(Saved entries)
[Start of Attachment]
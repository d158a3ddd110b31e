#![forbid(unsafe_code)]

use serde::{Deserialize, Serialize};
use sq_conditions::{ConditionGroup, ConditionNode, InvalidConditionError};
use sq_expr::{Expression, GroupKey, InvalidExpressionError};
use thiserror::Error;

#[derive(Debug, Error, Clone, PartialEq, Eq)]
pub enum InvalidMetricError {
    #[error("metric must have at least one of a public name or an MRI")]
    MissingName,
    #[error("metric public name cannot be empty")]
    EmptyPublicName,
    #[error("metric MRI cannot be empty")]
    EmptyMri,
}

#[derive(Debug, Error, Clone, PartialEq)]
pub enum InvalidTimeseriesError {
    #[error(transparent)]
    Metric(#[from] InvalidMetricError),
    #[error("timeseries aggregate cannot be empty")]
    EmptyAggregate,
    #[error("aggregate parameters require an aggregate")]
    ParamsWithoutAggregate,
    #[error(transparent)]
    Filter(#[from] InvalidConditionError),
    #[error(transparent)]
    GroupKey(#[from] InvalidExpressionError),
}

/// A reference to one metric, by public name, by MRI, or both. The numeric
/// id is an optional backend-resolved shortcut and carries no validation.
#[derive(Debug, Clone, Default, PartialEq, Eq, Hash, Serialize, Deserialize)]
pub struct Metric {
    #[serde(default)]
    public_name: Option<String>,
    #[serde(default)]
    mri: Option<String>,
    #[serde(default)]
    id: Option<u64>,
}

impl Metric {
    #[must_use]
    pub fn new(public_name: Option<String>, mri: Option<String>, id: Option<u64>) -> Self {
        Self {
            public_name,
            mri,
            id,
        }
    }

    #[must_use]
    pub fn from_public_name(public_name: impl Into<String>) -> Self {
        Self::new(Some(public_name.into()), None, None)
    }

    #[must_use]
    pub fn from_mri(mri: impl Into<String>) -> Self {
        Self::new(None, Some(mri.into()), None)
    }

    #[must_use]
    pub fn public_name(&self) -> Option<&str> {
        self.public_name.as_deref()
    }

    #[must_use]
    pub fn mri(&self) -> Option<&str> {
        self.mri.as_deref()
    }

    #[must_use]
    pub fn id(&self) -> Option<u64> {
        self.id
    }

    #[must_use]
    pub fn set_public_name(&self, public_name: impl Into<String>) -> Self {
        Self {
            public_name: Some(public_name.into()),
            ..self.clone()
        }
    }

    #[must_use]
    pub fn set_mri(&self, mri: impl Into<String>) -> Self {
        Self {
            mri: Some(mri.into()),
            ..self.clone()
        }
    }

    #[must_use]
    pub fn set_id(&self, id: u64) -> Self {
        Self {
            id: Some(id),
            ..self.clone()
        }
    }
}

impl Expression for Metric {
    type Error = InvalidMetricError;

    fn validate(&self) -> Result<(), InvalidMetricError> {
        if self.public_name.is_none() && self.mri.is_none() {
            return Err(InvalidMetricError::MissingName);
        }
        if matches!(self.public_name.as_deref(), Some("")) {
            return Err(InvalidMetricError::EmptyPublicName);
        }
        if matches!(self.mri.as_deref(), Some("")) {
            return Err(InvalidMetricError::EmptyMri);
        }
        Ok(())
    }
}

#[derive(Debug, Clone, PartialEq, Serialize, Deserialize)]
#[serde(untagged)]
pub enum AggregateParam {
    Int(i64),
    Float(f64),
    Str(String),
}

impl From<i64> for AggregateParam {
    fn from(value: i64) -> Self {
        Self::Int(value)
    }
}

impl From<f64> for AggregateParam {
    fn from(value: f64) -> Self {
        Self::Float(value)
    }
}

impl From<&str> for AggregateParam {
    fn from(value: &str) -> Self {
        Self::Str(value.to_owned())
    }
}

/// A single metric time-series: which metric, how it is aggregated, and
/// optionally which rows feed it (`filters`) and how the result is grouped
/// (`groupby`). Immutable; every setter returns a new value.
#[derive(Debug, Clone, PartialEq, Serialize, Deserialize)]
pub struct Timeseries {
    metric: Metric,
    #[serde(default)]
    aggregate: Option<String>,
    #[serde(default)]
    aggregate_params: Option<Vec<AggregateParam>>,
    #[serde(default)]
    filters: Option<ConditionGroup>,
    #[serde(default)]
    groupby: Option<Vec<GroupKey>>,
}

impl Timeseries {
    #[must_use]
    pub fn new(metric: Metric, aggregate: Option<String>) -> Self {
        Self {
            metric,
            aggregate,
            aggregate_params: None,
            filters: None,
            groupby: None,
        }
    }

    #[must_use]
    pub fn metric(&self) -> &Metric {
        &self.metric
    }

    #[must_use]
    pub fn aggregate(&self) -> Option<&str> {
        self.aggregate.as_deref()
    }

    #[must_use]
    pub fn aggregate_params(&self) -> Option<&[AggregateParam]> {
        self.aggregate_params.as_deref()
    }

    #[must_use]
    pub fn filters(&self) -> Option<&[ConditionNode]> {
        self.filters.as_deref()
    }

    #[must_use]
    pub fn groupby(&self) -> Option<&[GroupKey]> {
        self.groupby.as_deref()
    }

    #[must_use]
    pub fn set_metric(&self, metric: Metric) -> Self {
        Self {
            metric,
            ..self.clone()
        }
    }

    #[must_use]
    pub fn set_aggregate(
        &self,
        aggregate: impl Into<String>,
        aggregate_params: Option<Vec<AggregateParam>>,
    ) -> Self {
        Self {
            aggregate: Some(aggregate.into()),
            aggregate_params,
            ..self.clone()
        }
    }

    #[must_use]
    pub fn set_filters(&self, filters: Option<ConditionGroup>) -> Self {
        Self {
            filters,
            ..self.clone()
        }
    }

    #[must_use]
    pub fn set_groupby(&self, groupby: Option<Vec<GroupKey>>) -> Self {
        Self {
            groupby,
            ..self.clone()
        }
    }
}

impl Expression for Timeseries {
    type Error = InvalidTimeseriesError;

    fn validate(&self) -> Result<(), InvalidTimeseriesError> {
        #[cfg(feature = "tracing")]
        tracing::trace!(metric = ?self.metric, aggregate = ?self.aggregate, "validating timeseries");

        self.metric.validate()?;
        if matches!(self.aggregate.as_deref(), Some("")) {
            return Err(InvalidTimeseriesError::EmptyAggregate);
        }
        if self.aggregate_params.is_some() && self.aggregate.is_none() {
            return Err(InvalidTimeseriesError::ParamsWithoutAggregate);
        }
        if let Some(filters) = &self.filters {
            for filter in filters {
                filter.validate()?;
            }
        }
        if let Some(groupby) = &self.groupby {
            for key in groupby {
                key.validate()?;
            }
        }
        Ok(())
    }
}

#[cfg(test)]
mod tests {
    use sq_conditions::{Condition, Op};
    use sq_expr::{Column, Expression};

    use super::{InvalidMetricError, InvalidTimeseriesError, Metric, Timeseries};

    fn duration_series() -> Timeseries {
        Timeseries::new(
            Metric::from_mri("d:transactions.duration"),
            Some("avg".to_owned()),
        )
    }

    #[test]
    fn metric_requires_some_name() {
        let err = Metric::default().validate().expect_err("must fail");
        assert_eq!(err, InvalidMetricError::MissingName);

        Metric::from_public_name("transaction.duration")
            .validate()
            .expect("public name alone is enough");
        Metric::from_mri("d:transactions.duration")
            .validate()
            .expect("mri alone is enough");
    }

    #[test]
    fn metric_rejects_empty_names() {
        let err = Metric::from_public_name("").validate().expect_err("must fail");
        assert_eq!(err, InvalidMetricError::EmptyPublicName);
    }

    #[test]
    fn metric_setters_do_not_mutate_receiver() {
        let base = Metric::from_mri("d:transactions.duration");
        let with_id = base.set_id(42);
        assert_eq!(base.id(), None);
        assert_eq!(with_id.id(), Some(42));
        assert_eq!(with_id.mri(), base.mri());
    }

    #[test]
    fn timeseries_validates_its_own_metric() {
        let bare = Timeseries::new(Metric::default(), None);
        let err = bare.validate().expect_err("must fail");
        assert_eq!(
            err,
            InvalidTimeseriesError::Metric(InvalidMetricError::MissingName)
        );
    }

    #[test]
    fn empty_aggregate_is_rejected() {
        let series = Timeseries::new(
            Metric::from_mri("d:transactions.duration"),
            Some(String::new()),
        );
        assert_eq!(
            series.validate().expect_err("must fail"),
            InvalidTimeseriesError::EmptyAggregate
        );
    }

    #[test]
    fn aggregate_params_require_an_aggregate() {
        let series = Timeseries::new(Metric::from_mri("d:transactions.duration"), None)
            .set_aggregate("quantile", Some(vec![0.95.into()]));
        series.validate().expect("quantile(0.95) is fine");

        let orphaned = Timeseries {
            aggregate: None,
            ..series
        };
        assert_eq!(
            orphaned.validate().expect_err("must fail"),
            InvalidTimeseriesError::ParamsWithoutAggregate
        );
    }

    #[test]
    fn timeseries_validates_filters_and_groupby_elements() {
        let series = duration_series()
            .set_filters(Some(vec![
                Condition::new(Column::new("environment"), Op::Eq, "prod").into(),
            ]))
            .set_groupby(Some(vec![Column::new("release").into()]));
        series.validate().expect("well-formed series");

        let broken = series.set_filters(Some(vec![
            Condition::new(Column::new("release"), Op::In, "1.0.0").into(),
        ]));
        assert!(broken.validate().is_err());
    }

    #[test]
    fn setters_replace_one_field_and_share_the_rest() {
        let base = duration_series();
        let grouped = base.set_groupby(Some(vec![Column::new("environment").into()]));

        assert_eq!(base.groupby(), None);
        assert_eq!(grouped.groupby().map(<[_]>::len), Some(1));
        assert_eq!(grouped.metric(), base.metric());
        assert_eq!(grouped.aggregate(), base.aggregate());
    }

    #[test]
    fn timeseries_round_trips_through_json() {
        let series = duration_series().set_groupby(Some(vec![Column::new("release").into()]));
        let encoded = serde_json::to_string(&series).expect("serializes");
        let decoded: Timeseries = serde_json::from_str(&encoded).expect("deserializes");
        assert_eq!(decoded, series);
    }
}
[End of Attachment]
Exercise requirements: Nothing but the lines from the first line of the data through the line with "pub fn from_mri(mri: impl" should be returned, exactly as they appear, both ends included.

Response to the task:
repository d158a3ddd110b31e
#![forbid(unsafe_code)]

use serde::{Deserialize, Serialize};
use sq_conditions::{ConditionGroup, ConditionNode, InvalidConditionError};
use sq_expr::{Expression, GroupKey, InvalidExpressionError};
use thiserror::Error;

#[derive(Debug, Error, Clone, PartialEq, Eq)]
pub enum InvalidMetricError {
    #[error("metric must have at least one of a public name or an MRI")]
    MissingName,
    #[error("metric public name cannot be empty")]
    EmptyPublicName,
    #[error("metric MRI cannot be empty")]
    EmptyMri,
}

#[derive(Debug, Error, Clone, PartialEq)]
pub enum InvalidTimeseriesError {
    #[error(transparent)]
    Metric(#[from] InvalidMetricError),
    #[error("timeseries aggregate cannot be empty")]
    EmptyAggregate,
    #[error("aggregate parameters require an aggregate")]
    ParamsWithoutAggregate,
    #[error(transparent)]
    Filter(#[from] InvalidConditionError),
    #[error(transparent)]
    GroupKey(#[from] InvalidExpressionError),
}

/// A reference to one metric, by public name, by MRI, or both. The numeric
/// id is an optional backend-resolved shortcut and carries no validation.
#[derive(Debug, Clone, Default, PartialEq, Eq, Hash, Serialize, Deserialize)]
pub struct Metric {
    #[serde(default)]
    public_name: Option<String>,
    #[serde(default)]
    mri: Option<String>,
    #[serde(default)]
    id: Option<u64>,
}

impl Metric {
    #[must_use]
    pub fn new(public_name: Option<String>, mri: Option<String>, id: Option<u64>) -> Self {
        Self {
            public_name,
            mri,
            id,
        }
    }

    #[must_use]
    pub fn from_public_name(public_name: impl Into<String>) -> Self {
        Self::new(Some(public_name.into()), None, None)
    }

    #[must_use]
    pub fn from_mri(mri: impl Into<String>) -> Self {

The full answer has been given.